» TASK DESCRIPTION:
Return every line from the records below with the string "BusinessRecord".

Saved data entries:
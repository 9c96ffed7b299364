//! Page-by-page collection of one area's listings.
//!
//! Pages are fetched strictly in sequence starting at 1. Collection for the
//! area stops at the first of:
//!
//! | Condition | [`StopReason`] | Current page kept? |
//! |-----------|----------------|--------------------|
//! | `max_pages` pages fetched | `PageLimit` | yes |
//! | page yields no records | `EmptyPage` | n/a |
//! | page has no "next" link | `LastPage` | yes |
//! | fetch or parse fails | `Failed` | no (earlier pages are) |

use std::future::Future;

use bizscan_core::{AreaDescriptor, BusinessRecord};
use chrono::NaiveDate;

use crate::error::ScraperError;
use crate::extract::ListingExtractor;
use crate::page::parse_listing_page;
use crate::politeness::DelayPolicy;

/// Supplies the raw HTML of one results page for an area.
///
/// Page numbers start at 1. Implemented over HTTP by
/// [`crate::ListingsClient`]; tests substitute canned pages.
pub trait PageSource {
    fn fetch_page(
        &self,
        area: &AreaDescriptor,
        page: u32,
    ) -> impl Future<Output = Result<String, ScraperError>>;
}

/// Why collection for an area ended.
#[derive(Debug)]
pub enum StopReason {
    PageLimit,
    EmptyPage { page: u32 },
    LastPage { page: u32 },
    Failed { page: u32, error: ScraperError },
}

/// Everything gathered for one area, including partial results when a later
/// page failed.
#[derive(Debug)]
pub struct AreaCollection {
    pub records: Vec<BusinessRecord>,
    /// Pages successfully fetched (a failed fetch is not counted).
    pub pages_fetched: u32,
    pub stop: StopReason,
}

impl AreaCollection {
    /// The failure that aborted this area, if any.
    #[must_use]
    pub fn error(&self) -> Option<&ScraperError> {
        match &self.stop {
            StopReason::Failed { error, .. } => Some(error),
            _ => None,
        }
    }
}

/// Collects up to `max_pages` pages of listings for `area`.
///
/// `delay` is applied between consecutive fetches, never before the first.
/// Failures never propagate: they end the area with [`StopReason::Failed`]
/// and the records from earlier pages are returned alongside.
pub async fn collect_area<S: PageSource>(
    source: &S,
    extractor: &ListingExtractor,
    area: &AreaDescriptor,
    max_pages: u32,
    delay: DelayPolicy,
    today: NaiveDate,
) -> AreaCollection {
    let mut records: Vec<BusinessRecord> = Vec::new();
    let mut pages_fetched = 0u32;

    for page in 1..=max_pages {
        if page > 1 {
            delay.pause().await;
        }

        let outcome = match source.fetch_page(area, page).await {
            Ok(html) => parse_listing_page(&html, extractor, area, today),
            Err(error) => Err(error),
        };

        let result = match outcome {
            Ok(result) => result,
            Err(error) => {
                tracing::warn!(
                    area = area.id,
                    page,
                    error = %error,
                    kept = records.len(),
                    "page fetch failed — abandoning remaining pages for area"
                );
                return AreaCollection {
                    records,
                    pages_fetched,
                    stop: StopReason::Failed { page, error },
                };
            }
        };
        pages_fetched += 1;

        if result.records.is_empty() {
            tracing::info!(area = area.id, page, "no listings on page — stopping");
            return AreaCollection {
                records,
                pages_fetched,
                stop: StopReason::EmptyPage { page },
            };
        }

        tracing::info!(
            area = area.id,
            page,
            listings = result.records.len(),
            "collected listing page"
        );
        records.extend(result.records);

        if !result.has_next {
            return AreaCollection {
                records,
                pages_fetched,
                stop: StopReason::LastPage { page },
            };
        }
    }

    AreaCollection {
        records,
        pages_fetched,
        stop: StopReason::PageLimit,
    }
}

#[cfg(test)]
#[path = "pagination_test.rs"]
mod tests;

» WRITTEN ANSWER:
use bizscan_core::{AreaDescriptor, BusinessRecord};
    pub records: Vec<BusinessRecord>,
    let mut records: Vec<BusinessRecord> = Vec::new();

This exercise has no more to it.